In the context of human cancer, MAF files come in two types--protected and somatic. These two types extend conceptually to (1) mutation files that contain all sequenced mutations--however mutations are defined--e.g. against matched normal tissue, against a reference much like for the VCF format, or against another tumor stage, and (2) mutation files that filter the mutation types that are listed based on set criteria, e.g. only somatic mutations.
Additionally, depending on the mutation calling technique, such as exome sequencing or whole genome sequencing, coverage may be limited to portions of a genome.
In somatic MAFs, to minimize germline contamination, unvalidated mutations are included only if within coding regions and splice sites. Thus, mutations from UTRs, intergenic regions, introns, and other noncoding regions are excluded. Additionally, mutation types are filtered as detailed here. Finally, SNPs present and annotated as other than somatic in dbSNP, COSMIC, or OMIM are removed.
A MAF's Mutation_Status field, if positively verified, follows the Variant Call Format's (VCF) validation status (VLS) assignments. Briefly, a mutation is labeled relative to its non-adjacent normal as 0 for wildtype, 1 for germline, 2 for somatic, 3 for loss of heterozygosity (LOH), and 4 for post transcriptional modification. A status of 5 for unknown implies that a secondary verification was not performed.
IGV is indifferent to the data type within a MAF, e.g. whether it is protected or somatic. Furthermore, for TCGA data, IGV matches only to the patient identifier portion of the TCGA barcode and is indifferent to tissue type and sample type. This has the following implications.
For protected MAFs, IGV is indifferent to Mutation_Status field values in overlaying mutations onto tumor versus matched normal sample tracks. IGV does not filter nor assign these mutations to respective samples to which the mutations may be relevant.
In addition, whether protected or somatic, when overlaying TCGA data tracks, IGV matches to the patient identifer portion of the TCGA barcode. This feature is convenient in matching mutation data or attributes to the various sample types that are differentially indicated by the latter half of the TCGA barcode and arise from a single patient. However, an unintended consequence of this feature is that any data sample from the same patient will overlay the mutation track, irregardless of tissue origin. Thus mutation tracks can erraneously overlay on matched normal sample tracks. If this is undesirable, please use a linking ID and a Sample Information file as outlined in Using linking identifiers to overlay tracks. For help deciphering TCGA barcodes, see the NCI wiki for TCGA barcodes and the code table for sample types. To request new IGV features, post to the IGV-Help forum.
As of IGV version 2.3.3 both .maf and .maf.annotated extensions are valid for this format, so long as the files are text-based. This means (1) a file with the extension .maf.txt will be recognized as a MAF file, and (2) IGV will not visualize binary MAF files, e.g. from TumorPortal.org. Instead, download and visualize the equivalent .MAF.TXT files from Firebrowse.org.
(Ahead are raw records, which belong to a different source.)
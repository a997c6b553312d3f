pub mod agent_tools;
pub mod analytics;
pub mod dashboard;
pub mod data_studio;
pub mod new_property;
pub mod property_detail;
pub mod public_report;

pub use agent_tools::{agent_tools_page, AgentToolsVm};
pub use analytics::{analytics_page, sqft_impact_fragment, train_result_fragment, AnalyticsVm};
pub use dashboard::{dashboard_page, ListVm};
pub use data_studio::data_studio_page;
pub use new_property::new_property_page;
pub use property_detail::{
    progress_overlay, property_detail_page, property_unavailable_page, DetailVm,
};
pub use public_report::{chat_messages, public_report_page, report_unavailable_page};
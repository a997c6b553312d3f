pub mod export_csv;
pub mod export_xlsx;

pub use export_csv::export_properties_csv;
pub use export_xlsx::export_properties_xlsx;

/// Columns shared by both export formats, mirroring the list table.
pub const EXPORT_HEADERS: [&str; 9] = [
    "Address",
    "Bedrooms",
    "Bathrooms",
    "Square Footage",
    "Layout",
    "Estimated Price",
    "Price / Sq Ft",
    "Status",
    "Created",
];
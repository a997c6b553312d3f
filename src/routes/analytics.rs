use super::{read_form, views};
use crate::domain::insights::{portfolio_stats, status_counts};
use crate::domain::training::train_request;
use crate::forms::parse_query;
use crate::responses::{html_response, ResultResp};
use crate::state::AppState;
use crate::templates::pages::{analytics_page, sqft_impact_fragment, train_result_fragment, AnalyticsVm};
use astra::Request;
use tracing::info;

pub fn page(state: &AppState) -> ResultResp {
    let (properties, error) = match state.api.list_properties() {
        Ok(records) => (views(&records), None),
        Err(err) => (Vec::new(), Some(err)),
    };
    html_response(analytics_page(&AnalyticsVm {
        stats: portfolio_stats(&properties),
        status_counts: status_counts(&properties),
        error,
    }))
}

pub fn train(mut req: Request, state: &AppState) -> ResultResp {
    let form = read_form(&mut req)?;
    let request = train_request(form.get("model_type"), form.get("min_properties"));
    info!(model_type = %request.model_type, min_properties = request.min_properties, "training model");

    let result = state.api.train_model(&request);
    if let Ok(r) = &result {
        info!(
            r2 = r.performance.r2_score,
            properties = r.num_properties,
            "model trained"
        );
    }
    html_response(train_result_fragment(&result))
}

pub fn sqft_impact(req: &Request, state: &AppState) -> ResultResp {
    let params = parse_query(req.uri().query());
    let train_first = params.get("train_model") == Some("true");
    html_response(sqft_impact_fragment(&state.api.sqft_impact(train_first)))
}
MAF files from Firebrowse.org download as a folder containing a manifest and an individual maf.txt file for each patient. For example, at the time of this writing the bladder cancer (BLCA) cohort gives 130 individual MAF files corresponding to each TCGA patient.
There are two ways to open multiple MAF files at once on IGV:
For instructions on merging multiple text files, converting a MAF file to the MUT format, or displaying multiple mutation tracks in collapsed form, see How to concatenate multiple text files.
IGV will visualize each individual sample's mutation data as a single track.